Из другого, в высшей степени достоверного источника (Thuc. V. 4–5) известно, что Феак был главой афинского посольства в полисы Сицилии и Италии[1056]
. Эта информация полностью совпадает с тем, что сообщает о себе говорящий в IV речи корпуса Андокида. Наконец, такой аргумент. Плутарх в одной из своих биографий (Alc. 13) цитирует речь «Против Алкивиада», о которой идет речь в данном приложении. Херонейский биограф, судя по всему, вообще хорошо был знаком с этим памятником, использовал многие данные из него при описании жизни Алкивиада (к сожалению, некритично подходя к этим тенденциозным данным). Так вот, цитируя речь, Плутарх называет ее не речью Андокида, а именно речью Феака «Против Алкивиада». Итак, сомнений быть не может: в античную эпоху, по крайней мере, частью авторов интересующий нас текст рассматривался как написанный Феаком.Так что же, до нас действительно дошла речь Феака? Это было бы, конечно, блестяще: ведь оказался бы открыт новый, ранее неизвестный античный автор. Но, увы, это тоже не соответствует действительности. Перед нами даже и не Феак, а «Псевдо-Феак». То есть речь, несомненно, писалась от его имени, ее автор (кто бы им ни был) имел в виду именно Феака как лицо, произносящее речь. Таким образом, во всем предыдущем изложении мы можем смело заменить осторожное «говорящий» на имя «Феак». Но это не решает вопросов ни об авторстве речи, ни о ее аутентичности и достоверности содержащегося в ней материала. Ясно, во всяком случае, что сам Феак речь не писал, да и не произносил.
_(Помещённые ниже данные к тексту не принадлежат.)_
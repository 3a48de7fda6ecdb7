//! Worker-process supervision for cluster mode
//!
//! `cluster = N` runs N copies of the binary, each owning its own listener
//! sockets (shared via SO_REUSEPORT on the kernel side). The supervisor only
//! spawns and restarts; it holds no proxy state, so control-plane calls
//! cannot apply to it by construction. Workers exiting for any reason are
//! respawned after a short delay.

use anyhow::Context;
use std::path::{Path, PathBuf};
use std::time::Duration;
use tokio::process::Command;
use tracing::{error, info, warn};

/// Set in worker processes; its absence marks the supervisor.
pub const WORKER_ENV: &str = "ROUTEGATE_WORKER";

const RESTART_DELAY: Duration = Duration::from_secs(1);

pub fn is_worker() -> bool {
    std::env::var_os(WORKER_ENV).is_some()
}

/// Run the supervisor until interrupted. Workers are killed on exit.
pub async fn supervise(workers: u8, config_path: &Path) -> anyhow::Result<()> {
    let exe = std::env::current_exe().context("cannot locate current executable")?;
    info!(workers, exe = %exe.display(), "Cluster supervisor starting");

    let mut tasks = Vec::new();
    for idx in 0..workers {
        tasks.push(tokio::spawn(run_worker(
            exe.clone(),
            config_path.to_path_buf(),
            idx,
        )));
    }

    tokio::signal::ctrl_c()
        .await
        .context("failed to listen for shutdown signal")?;
    info!("Supervisor shutting down");
    for task in tasks {
        task.abort();
    }
    Ok(())
}

async fn run_worker(exe: PathBuf, config: PathBuf, idx: u8) {
    loop {
        info!(worker = idx, "Spawning worker");
        let mut cmd = Command::new(&exe);
        cmd.arg(&config)
            .env(WORKER_ENV, idx.to_string())
            .kill_on_drop(true);

        match cmd.spawn() {
            Ok(mut child) => match child.wait().await {
                Ok(status) => {
                    warn!(worker = idx, %status, "Worker exited; restarting");
                }
                Err(e) => {
                    error!(worker = idx, error = %e, "Failed waiting on worker");
                }
            },
            Err(e) => {
                error!(worker = idx, error = %e, "Failed to spawn worker");
            }
        }
        tokio::time::sleep(RESTART_DELAY).await;
    }
}
async fn serve_challenge(
    req: Request<Incoming>,
    tokens: ChallengeTokens,
    webroot: PathBuf,
) -> Result<Response<ProxyBody>, hyper::Error> {
    let path = req.uri().path().to_string();
    let Some((host, token)) = parse_challenge_path(&path) else {
        return Ok(plain_response(StatusCode::NOT_FOUND, "Not Found"));
    };

    if let Some(key_auth) = tokens.get(token).await {
        debug!(host, token, "Answering ACME challenge from memory");
        return Ok(plain_response(StatusCode::OK, key_auth));
    }

    // Webroot fallback for externally-managed challenges.
    let file = webroot
        .join(host)
        .join(".well-known/acme-challenge")
        .join(token);
    match tokio::fs::read_to_string(&file).await {
        Ok(contents) => {
            debug!(host, token, "Answering ACME challenge from webroot");
            Ok(plain_response(StatusCode::OK, contents))
        }
        Err(_) => Ok(plain_response(StatusCode::NOT_FOUND, "Not Found")),
    }
}

fn plain_response(status: StatusCode, body: impl Into<String>) -> Response<ProxyBody> {
    Response::builder()
        .status(status)
        .header(hyper::header::CONTENT_TYPE, "text/plain")
        .body(full_body(body.into()))
        .expect("static response parts")
}

/// `instant-acme`-backed certificate provider. One ACME account per
/// `(email, directory)`, cached under `<path>/accounts`; issued material
/// cached under `<path>/certs/<domain>`.
pub struct AcmeDirectoryClient {
    path: PathBuf,
    tokens: ChallengeTokens,
}

impl AcmeDirectoryClient {
    pub fn new(path: PathBuf, tokens: ChallengeTokens) -> Self {
        Self { path, tokens }
    }

    async fn account(&self, email: &str, staging: bool) -> anyhow::Result<Account> {
        let suffix = if staging { "-staging" } else { "" };
        let account_path = self
            .path
            .join("accounts")
            .join(format!("{}{}.json", email, suffix));

        if account_path.exists() {
            debug!(path = %account_path.display(), "Loading ACME account");
            let data = tokio::fs::read_to_string(&account_path).await?;
            let credentials: AccountCredentials = serde_json::from_str(&data)?;
            return Ok(Account::from_credentials(credentials).await?);
        }

        info!(email, staging, "Creating ACME account");
        let directory = if staging {
            LetsEncrypt::Staging.url()
        } else {
            LetsEncrypt::Production.url()
        };
        let (account, credentials) = Account::create(
            &NewAccount {
                contact: &[&format!("mailto:{}", email)],
                terms_of_service_agreed: true,
                only_return_existing: false,
            },
            directory,
            None,
        )
        .await?;

        tokio::fs::create_dir_all(account_path.parent().expect("accounts dir")).await?;
        tokio::fs::write(&account_path, serde_json::to_string_pretty(&credentials)?).await?;
        Ok(account)
    }

    fn cached(&self, domain: &str, renew_within: Duration) -> Option<ObtainedCertificate> {
        let dir = self.path.join("certs").join(domain);
        let cert_pem = std::fs::read_to_string(dir.join("cert.pem")).ok()?;
        let key_pem = std::fs::read_to_string(dir.join("key.pem")).ok()?;
        let expires_at = first_cert_expiry(&cert_pem)?;

        // Only reuse material that is not already inside its renew window.
        if expires_at <= SystemTime::now() + renew_within {
            return None;
        }
        Some(ObtainedCertificate {
            private_key_pem: key_pem,
            cert_pem,
            chain_pem: String::new(),
            expires_at,
        })
    }

    fn save(&self, domain: &str, cert_pem: &str, key_pem: &str) -> anyhow::Result<()> {
        let dir = self.path.join("certs").join(domain);
        std::fs::create_dir_all(&dir)?;
        std::fs::write(dir.join("cert.pem"), cert_pem)?;

        let key_path = dir.join("key.pem");
        #[cfg(unix)]
        {
            use std::os::unix::fs::OpenOptionsExt;
            let mut file = std::fs::OpenOptions::new()
                .write(true)
                .create(true)
                .truncate(true)
                .mode(0o600)
                .open(&key_path)?;
            std::io::Write::write_all(&mut file, key_pem.as_bytes())?;
        }
        #[cfg(not(unix))]
        {
            std::fs::write(&key_path, key_pem)?;
        }
        Ok(())
    }

    async fn order(&self, account: &Account, domain: &str) -> anyhow::Result<ObtainedCertificate> {
        let identifier = Identifier::Dns(domain.to_string());
        let mut order = account
            .new_order(&NewOrder {
                identifiers: &[identifier],
            })
            .await?;

        let authorizations = order.authorizations().await?;
        for authz in &authorizations {
            if matches!(authz.status, AuthorizationStatus::Valid) {
                continue;
            }
            let challenge = authz
                .challenges
                .iter()
                .find(|c| c.r#type == ChallengeType::Http01)
                .ok_or_else(|| anyhow!("no HTTP-01 challenge offered for {}", domain))?;

            let key_auth = order.key_authorization(challenge);
            self.tokens
                .set(challenge.token.clone(), key_auth.as_str().to_string())
                .await;
            order.set_challenge_ready(&challenge.url).await?;

            let mut attempts = 0u32;
            loop {
                tokio::time::sleep(Duration::from_secs(2)).await;
                order.refresh().await?;
                let auths = order.authorizations().await?;
                let status = auths
                    .iter()
                    .find(|a| matches!(&a.identifier, Identifier::Dns(d) if d == domain))
                    .map(|a| &a.status);
                match status {
                    Some(AuthorizationStatus::Valid) => break,
                    Some(AuthorizationStatus::Invalid) => {
                        self.tokens.remove(&challenge.token).await;
                        return Err(anyhow!("authorization failed for {}", domain));
                    }
                    _ => {
                        attempts += 1;
                        if attempts > 30 {
                            self.tokens.remove(&challenge.token).await;
                            return Err(anyhow!("authorization timeout for {}", domain));
                        }
                    }
                }
            }
            self.tokens.remove(&challenge.token).await;
        }

        // Wait for the order to accept a CSR.
        let mut attempts = 0u32;
        loop {
            let state = order.state();
            match state.status {
                OrderStatus::Ready | OrderStatus::Valid => break,
                OrderStatus::Invalid => return Err(anyhow!("order invalid for {}", domain)),
                _ => {
                    attempts += 1;
                    if attempts > 30 {
                        return Err(anyhow!("order timeout for {}", domain));
                    }
                    tokio::time::sleep(Duration::from_secs(2)).await;
                    order.refresh().await?;
                }
            }
        }

        let mut params = CertificateParams::new(vec![domain.to_string()])?;
        params.distinguished_name = DistinguishedName::new();
        params
            .distinguished_name
            .push(DnType::CommonName, domain.to_string());
        let key_pair = KeyPair::generate_for(&PKCS_ECDSA_P256_SHA256)?;
        let csr = params.serialize_request(&key_pair)?;
        order.finalize(csr.der()).await?;

        let mut attempts = 0u32;
        let cert_chain_pem: String = loop {
            order.refresh().await?;
            let state = order.state();
            match state.status {
                OrderStatus::Valid => {
                    if let Some(cert) = order.certificate().await? {
                        break cert;
                    }
                    return Err(anyhow!("order valid but no certificate for {}", domain));
                }
                OrderStatus::Invalid => return Err(anyhow!("order invalid for {}", domain)),
                _ => {
                    attempts += 1;
                    if attempts > 30 {
                        return Err(anyhow!("certificate timeout for {}", domain));
                    }
                    tokio::time::sleep(Duration::from_secs(2)).await;
                }
            }
        };

        let expires_at = first_cert_expiry(&cert_chain_pem)
            .ok_or_else(|| anyhow!("issued certificate for {} is unparseable", domain))?;
        Ok(ObtainedCertificate {
            private_key_pem: key_pair.serialize_pem(),
            cert_pem: cert_chain_pem,
            chain_pem: String::new(),
            expires_at,
        })
    }
}
//! Upstream forwarding
//!
//! A [`Forwarder`] is the opaque handle a route forwards through. Handles are
//! cached per `(protocol, hostname, port, change_origin)` so routes with
//! equivalent origin semantics share one, and with it the underlying
//! connection pool. Plain-HTTP targets go through a pooled client; HTTPS
//! targets get a TLS handshake per request, optionally skipping certificate
//! verification when `secure: false`.

use crate::error::{ForwardError, ProxyBody};
use crate::urls::{Protocol, Target};
use http_body_util::{BodyExt, Empty};
use hyper::body::{Bytes, Incoming};
use hyper::header::{HeaderMap, HeaderValue, HOST, WWW_AUTHENTICATE};
use hyper::upgrade::Upgraded;
use hyper::{Request, Response, StatusCode};
use hyper_util::client::legacy::connect::HttpConnector;
use hyper_util::client::legacy::Client;
use hyper_util::rt::{TokioExecutor, TokioIo};
use parking_lot::Mutex;
use rustls::pki_types::ServerName;
use std::collections::HashMap;
use std::io;
use std::net::IpAddr;
use std::sync::Arc;
use tokio::io::{AsyncRead, AsyncReadExt, AsyncWrite, AsyncWriteExt};
use tokio::net::TcpStream;
use tokio_rustls::TlsConnector;
use tracing::{debug, warn};

const X_FORWARDED_FOR: &str = "x-forwarded-for";
const X_FORWARDED_HOST: &str = "x-forwarded-host";
const X_FORWARDED_PROTO: &str = "x-forwarded-proto";

/// Cache key: origin plus the change-origin flag.
#[derive(Debug, Clone, PartialEq, Eq, Hash)]
pub struct ForwarderKey {
    pub protocol: Protocol,
    pub hostname: String,
    pub port: u16,
    pub change_origin: bool,
}

/// Fully-resolved forward options for one request, after the
/// route-over-global merge.
#[derive(Debug, Clone, Copy)]
pub struct ResolvedForwardOptions {
    pub secure: bool,
    pub xfwd: bool,
    pub ntlm: bool,
    pub change_origin: bool,
}

/// Request-scoped forwarding context. Carries what the engine learned before
/// handing the request over: the client address, which listener kind it came
/// in on, and a Host override from `use_target_host_header`.
#[derive(Debug, Clone)]
pub struct ForwardMeta {
    pub client_ip: IpAddr,
    pub is_tls: bool,
    pub host_override: Option<HeaderValue>,
}
//! Inline source maps.
//!
//! Maps are assembled with the `sourcemap` builder and embedded into the
//! generated file as a base64 data URL, so development builds need no extra
//! `.map` files next to the assets.

use base64::Engine;
use base64::engine::general_purpose::STANDARD;
use sourcemap::{SourceMap, SourceMapBuilder};

/// A map under construction. All positions are zero based.
pub struct InlineMap {
    builder: SourceMapBuilder,
}

impl InlineMap {
    pub fn new(file: &str) -> Self {
        Self {
            builder: SourceMapBuilder::new(Some(file)),
        }
    }

    /// Register a source file with its full content and return its index.
    pub fn add_source(&mut self, name: &str, content: &str) -> u32 {
        let id = self.builder.add_source(name);
        self.builder.set_source_contents(id, Some(content));
        id
    }

    /// Map a generated position to a position in a registered source.
    /// Generated positions must be added in increasing order.
    pub fn add(&mut self, line: u32, column: u32, source: u32, source_line: u32, source_column: u32) {
        self.builder
            .add_raw(line, column, source_line, source_column, Some(source), None, false);
    }

    pub fn into_map(self) -> SourceMap {
        self.builder.into_sourcemap()
    }

    pub fn to_data_url(self) -> Result<String, sourcemap::Error> {
        let mut json = Vec::new();
        self.into_map().to_writer(&mut json)?;
        Ok(format!(
            "data:application/json;charset=utf-8;base64,{}",
            STANDARD.encode(json)
        ))
    }

    /// The trailing comment linking a stylesheet to this map.
    pub fn css_comment(self) -> Result<String, sourcemap::Error> {
        Ok(format!("/*# sourceMappingURL={} */", self.to_data_url()?))
    }

    /// The trailing comment linking a script to this map.
    pub fn js_comment(self) -> Result<String, sourcemap::Error> {
        Ok(format!("//# sourceMappingURL={}", self.to_data_url()?))
    }
}

/// Decode the map embedded by [`InlineMap::css_comment`] or
/// [`InlineMap::js_comment`] at the end of a generated file.
pub fn embedded(generated: &str) -> Option<SourceMap> {
    let (_, encoded) = generated.rsplit_once("sourceMappingURL=data:application/json;charset=utf-8;base64,")?;
    let encoded = encoded.trim_end().trim_end_matches("*/").trim_end();
    let json = STANDARD.decode(encoded).ok()?;
    SourceMap::from_slice(&json).ok()
}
Дело в том, что по ряду достаточно очевидных обстоятельств можно с полной уверенностью утверждать: памятник, который здесь рассматривается, вообще не является аутентичной речью, произнесенной на остракофории 415 г. до н. э. Это тоже выявляется методами чисто внешней критики. Прежде всего, как говорилось выше (гл. III, п. 1), никаких речей в ходе проведения остракизма не произносилось. Процедура этого мероприятия — а ее общая последовательность хорошо известна из источников — просто не предусматривала каких-либо дебатов: граждане просто голосовали черепками. Но допустим даже, что в данном конкретном случае было допущено исключение (впрочем, не вполне ясно, зачем бы к такому исключению нужно было прибегать). Существуют, однако, и иные нюансы. Так, в высшей степени странным представляется, что в речи, произносившейся на остракофории 415 г. до н. э., вообще не упоминается имя Гипербола, хотя этот политик явно был одним из главных «кандидатов» на изгнание и в конечном счете был-таки изгнан. Опять же допустим (хотя не слишком ли много получается допущений?), что автор речи сознательно ничего не говорит о Гиперболе, так сказать, из аристократического снобизма, что ему, выходцу из древнего рода, кажется недостойным и неприятным упоминать незнатного демагога. Но как можно объяснить хронологические несообразности, встречающиеся в речи? Так, в одном ее месте (IV. 22) сообщается, что Алкивиад после захвата афинянами Мелоса якобы взял себе в наложницы одну из мелосских пленниц и прижил с ней сына. Мелос, как известно, после длительной осады пал зимой 416/415 г. до н. э. (Thuc. V. 116). К весне 415 г., к моменту проведения остракофории, ребенок, о котором идет речь, еще никак не мог родиться.